## Action item
Could you return all of the data exactly as given?

## Exercise materials
use std::collections::BTreeMap;
use std::time::Duration;

use serde::{Deserialize, Serialize};
use serde_json::Value;
use tracing::warn;

use crate::error::ConfigError;

pub const DEFAULT_ENDPOINT: &str = "/blog/ajax-blog-list";
pub const DEFAULT_ENDPOINT_ONE: &str = "/blog/ajax-blog-by-id";
pub const DEFAULT_UPLOAD_ENDPOINT: &str = "/upload/file";
pub const DEFAULT_RENAME_ENDPOINT: &str = "/upload/rename";
pub const DEFAULT_LINK_TYPE: &str = "blog";
pub const DEFAULT_MAX_ITEMS: usize = 3;
pub const DEFAULT_DEBOUNCE_MS: u64 = 300;
pub const DEFAULT_MIN_QUERY_LENGTH: usize = 2;

/// One entity type an item can reference, with its own search endpoints.
#[derive(Debug, Clone, PartialEq, Eq, Serialize, Deserialize)]
#[serde(rename_all = "camelCase", default = "LinkTypeConfig::blank")]
pub struct LinkTypeConfig {
    pub key: String,
    pub button_label: String,
    pub endpoint: String,
    pub endpoint_one: String,
    pub icon: String,
    pub color: String,
    pub search_placeholder: String,
}

impl Default for LinkTypeConfig {
    fn default() -> Self {
        Self {
            key: DEFAULT_LINK_TYPE.to_string(),
            button_label: "Blog article".to_string(),
            endpoint: DEFAULT_ENDPOINT.to_string(),
            endpoint_one: DEFAULT_ENDPOINT_ONE.to_string(),
            icon: "📄".to_string(),
            color: "#007acc".to_string(),
            search_placeholder: "Search articles...".to_string(),
        }
    }
}

impl LinkTypeConfig {
    pub fn new(key: impl Into<String>, button_label: impl Into<String>) -> Self {
        Self {
            key: key.into(),
            button_label: button_label.into(),
            endpoint: String::new(),
            endpoint_one: String::new(),
            icon: String::new(),
            color: String::new(),
            search_placeholder: String::new(),
        }
    }

    fn blank() -> Self {
        Self::new("", "")
    }

    pub fn endpoints(mut self, endpoint: impl Into<String>, endpoint_one: impl Into<String>) -> Self {
        self.endpoint = endpoint.into();
        self.endpoint_one = endpoint_one.into();
        self
    }

    pub fn icon(mut self, icon: impl Into<String>) -> Self {
        self.icon = icon.into();
        self
    }

    pub fn color(mut self, color: impl Into<String>) -> Self {
        self.color = color.into();
        self
    }

    pub fn search_placeholder(mut self, placeholder: impl Into<String>) -> Self {
        self.search_placeholder = placeholder.into();
        self
    }
}

#[derive(Debug, Clone, PartialEq, Serialize, Deserialize)]
#[serde(rename_all = "camelCase", default)]
pub struct CardSelectConfig {
    pub endpoint: String,
    pub endpoint_one: String,
    /// `None` when the host left it out; an explicit 0 is kept.
    pub max_entity_quantity: Option<usize>,
    pub title_placeholder: String,
    pub description_placeholder: String,
    pub additional_request_data: BTreeMap<String, Value>,
    pub additional_request_headers: BTreeMap<String, String>,
    pub configurable_types: Vec<LinkTypeConfig>,
    pub upload_endpoint: String,
    pub rename_endpoint: String,
    pub base_url: Option<String>,
    pub search_debounce_ms: u64,
    pub min_query_length: usize,
}

impl Default for CardSelectConfig {
    fn default() -> Self {
        Self {
            endpoint: String::new(),
            endpoint_one: String::new(),
            max_entity_quantity: None,
            title_placeholder: String::new(),
            description_placeholder: String::new(),
            additional_request_data: BTreeMap::new(),
            additional_request_headers: BTreeMap::new(),
            configurable_types: Vec::new(),
            upload_endpoint: String::new(),
            rename_endpoint: String::new(),
            base_url: None,
            search_debounce_ms: 0,
            min_query_length: 0,
        }
    }
}

impl CardSelectConfig {
    /// Parses the host's tool config. Anything unreadable falls back to the
    /// defaults with a warning.
    pub fn from_json(value: Option<&Value>) -> Self {
        match value {
            None | Some(Value::Null) => Self::default().with_defaults(),
            Some(value) => match Self::try_from_json(value) {
                Ok(config) => config,
                Err(err) => {
                    warn!(error = %err, "card-select config ignored");
                    Self::default().with_defaults()
                }
            },
        }
    }

    pub fn try_from_json(value: &Value) -> Result<Self, ConfigError> {
        let config: Self = serde_json::from_value(value.clone())?;
        Ok(config.with_defaults())
    }

    pub fn with_defaults(mut self) -> Self {
        if self.endpoint.is_empty() {
            self.endpoint = DEFAULT_ENDPOINT.to_string();
        }
        if self.endpoint_one.is_empty() {
            self.endpoint_one = DEFAULT_ENDPOINT_ONE.to_string();
        }
        if self.max_entity_quantity.is_none() {
            self.max_entity_quantity = Some(DEFAULT_MAX_ITEMS);
        }
        if self.title_placeholder.is_empty() {
            self.title_placeholder = "Title".to_string();
        }
        if self.description_placeholder.is_empty() {
            self.description_placeholder = "Description".to_string();
        }
        if self.upload_endpoint.is_empty() {
            self.upload_endpoint = DEFAULT_UPLOAD_ENDPOINT.to_string();
        }
        if self.rename_endpoint.is_empty() {
            self.rename_endpoint = DEFAULT_RENAME_ENDPOINT.to_string();
        }
        if self.search_debounce_ms == 0 {
            self.search_debounce_ms = DEFAULT_DEBOUNCE_MS;
        }
        if self.min_query_length == 0 {
            self.min_query_length = DEFAULT_MIN_QUERY_LENGTH;
        }

        self.configurable_types.retain(|ty| !ty.key.trim().is_empty());
        if self.configurable_types.is_empty() {
            self.configurable_types.push(LinkTypeConfig {
                endpoint: self.endpoint.clone(),
                endpoint_one: self.endpoint_one.clone(),
                ..LinkTypeConfig::default()
            });
        }
        for ty in &mut self.configurable_types {
            if ty.endpoint.is_empty() {
                ty.endpoint = self.endpoint.clone();
            }
            if ty.endpoint_one.is_empty() {
                ty.endpoint_one = self.endpoint_one.clone();
            }
            if ty.button_label.is_empty() {
                ty.button_label = ty.key.clone();
            }
            if ty.icon.is_empty() {
                ty.icon = "📄".to_string();
            }
        }
        self
    }

    /// The canonical reference key: legacy and missing link types map here.
    pub fn default_link_type(&self) -> &str {
        self.configurable_types
            .first()
            .map(|ty| ty.key.as_str())
            .unwrap_or(DEFAULT_LINK_TYPE)
    }

    pub fn max_items(&self) -> usize {
        self.max_entity_quantity.unwrap_or(DEFAULT_MAX_ITEMS)
    }

    pub fn link_type(&self, key: &str) -> Option<&LinkTypeConfig> {
        self.configurable_types.iter().find(|ty| ty.key == key)
    }

    pub fn search_debounce(&self) -> Duration {
        Duration::from_millis(self.search_debounce_ms)
    }
}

## Response to this exercise
use std::collections::BTreeMap;
use std::time::Duration;

use serde::{Deserialize, Serialize};
use serde_json::Value;
use tracing::warn;

use crate::error::ConfigError;

pub const DEFAULT_ENDPOINT: &str = "/blog/ajax-blog-list";
pub const DEFAULT_ENDPOINT_ONE: &str = "/blog/ajax-blog-by-id";
pub const DEFAULT_UPLOAD_ENDPOINT: &str = "/upload/file";
pub const DEFAULT_RENAME_ENDPOINT: &str = "/upload/rename";
pub const DEFAULT_LINK_TYPE: &str = "blog";
pub const DEFAULT_MAX_ITEMS: usize = 3;
pub const DEFAULT_DEBOUNCE_MS: u64 = 300;
pub const DEFAULT_MIN_QUERY_LENGTH: usize = 2;

/// One entity type an item can reference, with its own search endpoints.
#[derive(Debug, Clone, PartialEq, Eq, Serialize, Deserialize)]
#[serde(rename_all = "camelCase", default = "LinkTypeConfig::blank")]
pub struct LinkTypeConfig {
    pub key: String,
    pub button_label: String,
    pub endpoint: String,
    pub endpoint_one: String,
    pub icon: String,
    pub color: String,
    pub search_placeholder: String,
}

impl Default for LinkTypeConfig {
    fn default() -> Self {
        Self {
            key: DEFAULT_LINK_TYPE.to_string(),
            button_label: "Blog article".to_string(),
            endpoint: DEFAULT_ENDPOINT.to_string(),
            endpoint_one: DEFAULT_ENDPOINT_ONE.to_string(),
            icon: "📄".to_string(),
            color: "#007acc".to_string(),
            search_placeholder: "Search articles...".to_string(),
        }
    }
}

impl LinkTypeConfig {
    pub fn new(key: impl Into<String>, button_label: impl Into<String>) -> Self {
        Self {
            key: key.into(),
            button_label: button_label.into(),
            endpoint: String::new(),
            endpoint_one: String::new(),
            icon: String::new(),
            color: String::new(),
            search_placeholder: String::new(),
        }
    }

    fn blank() -> Self {
        Self::new("", "")
    }

    pub fn endpoints(mut self, endpoint: impl Into<String>, endpoint_one: impl Into<String>) -> Self {
        self.endpoint = endpoint.into();
        self.endpoint_one = endpoint_one.into();
        self
    }

    pub fn icon(mut self, icon: impl Into<String>) -> Self {
        self.icon = icon.into();
        self
    }

    pub fn color(mut self, color: impl Into<String>) -> Self {
        self.color = color.into();
        self
    }

    pub fn search_placeholder(mut self, placeholder: impl Into<String>) -> Self {
        self.search_placeholder = placeholder.into();
        self
    }
}

#[derive(Debug, Clone, PartialEq, Serialize, Deserialize)]
#[serde(rename_all = "camelCase", default)]
pub struct CardSelectConfig {
    pub endpoint: String,
    pub endpoint_one: String,
    /// `None` when the host left it out; an explicit 0 is kept.
    pub max_entity_quantity: Option<usize>,
    pub title_placeholder: String,
    pub description_placeholder: String,
    pub additional_request_data: BTreeMap<String, Value>,
    pub additional_request_headers: BTreeMap<String, String>,
    pub configurable_types: Vec<LinkTypeConfig>,
    pub upload_endpoint: String,
    pub rename_endpoint: String,
    pub base_url: Option<String>,
    pub search_debounce_ms: u64,
    pub min_query_length: usize,
}

impl Default for CardSelectConfig {
    fn default() -> Self {
        Self {
            endpoint: String::new(),
            endpoint_one: String::new(),
            max_entity_quantity: None,
            title_placeholder: String::new(),
            description_placeholder: String::new(),
            additional_request_data: BTreeMap::new(),
            additional_request_headers: BTreeMap::new(),
            configurable_types: Vec::new(),
            upload_endpoint: String::new(),
            rename_endpoint: String::new(),
            base_url: None,
            search_debounce_ms: 0,
            min_query_length: 0,
        }
    }
}

impl CardSelectConfig {
    /// Parses the host's tool config. Anything unreadable falls back to the
    /// defaults with a warning.
    pub fn from_json(value: Option<&Value>) -> Self {
        match value {
            None | Some(Value::Null) => Self::default().with_defaults(),
            Some(value) => match Self::try_from_json(value) {
                Ok(config) => config,
                Err(err) => {
                    warn!(error = %err, "card-select config ignored");
                    Self::default().with_defaults()
                }
            },
        }
    }

    pub fn try_from_json(value: &Value) -> Result<Self, ConfigError> {
        let config: Self = serde_json::from_value(value.clone())?;
        Ok(config.with_defaults())
    }

    pub fn with_defaults(mut self) -> Self {
        if self.endpoint.is_empty() {
            self.endpoint = DEFAULT_ENDPOINT.to_string();
        }
        if self.endpoint_one.is_empty() {
            self.endpoint_one = DEFAULT_ENDPOINT_ONE.to_string();
        }
        if self.max_entity_quantity.is_none() {
            self.max_entity_quantity = Some(DEFAULT_MAX_ITEMS);
        }
        if self.title_placeholder.is_empty() {
            self.title_placeholder = "Title".to_string();
        }
        if self.description_placeholder.is_empty() {
            self.description_placeholder = "Description".to_string();
        }
        if self.upload_endpoint.is_empty() {
            self.upload_endpoint = DEFAULT_UPLOAD_ENDPOINT.to_string();
        }
        if self.rename_endpoint.is_empty() {
            self.rename_endpoint = DEFAULT_RENAME_ENDPOINT.to_string();
        }
        if self.search_debounce_ms == 0 {
            self.search_debounce_ms = DEFAULT_DEBOUNCE_MS;
        }
        if self.min_query_length == 0 {
            self.min_query_length = DEFAULT_MIN_QUERY_LENGTH;
        }

        self.configurable_types.retain(|ty| !ty.key.trim().is_empty());
        if self.configurable_types.is_empty() {
            self.configurable_types.push(LinkTypeConfig {
                endpoint: self.endpoint.clone(),
                endpoint_one: self.endpoint_one.clone(),
                ..LinkTypeConfig::default()
            });
        }
        for ty in &mut self.configurable_types {
            if ty.endpoint.is_empty() {
                ty.endpoint = self.endpoint.clone();
            }
            if ty.endpoint_one.is_empty() {
                ty.endpoint_one = self.endpoint_one.clone();
            }
            if ty.button_label.is_empty() {
                ty.button_label = ty.key.clone();
            }
            if ty.icon.is_empty() {
                ty.icon = "📄".to_string();
            }
        }
        self
    }

    /// The canonical reference key: legacy and missing link types map here.
    pub fn default_link_type(&self) -> &str {
        self.configurable_types
            .first()
            .map(|ty| ty.key.as_str())
            .unwrap_or(DEFAULT_LINK_TYPE)
    }

    pub fn max_items(&self) -> usize {
        self.max_entity_quantity.unwrap_or(DEFAULT_MAX_ITEMS)
    }

    pub fn link_type(&self, key: &str) -> Option<&LinkTypeConfig> {
        self.configurable_types.iter().find(|ty| ty.key == key)
    }

    pub fn search_debounce(&self) -> Duration {
        Duration::from_millis(self.search_debounce_ms)
    }
}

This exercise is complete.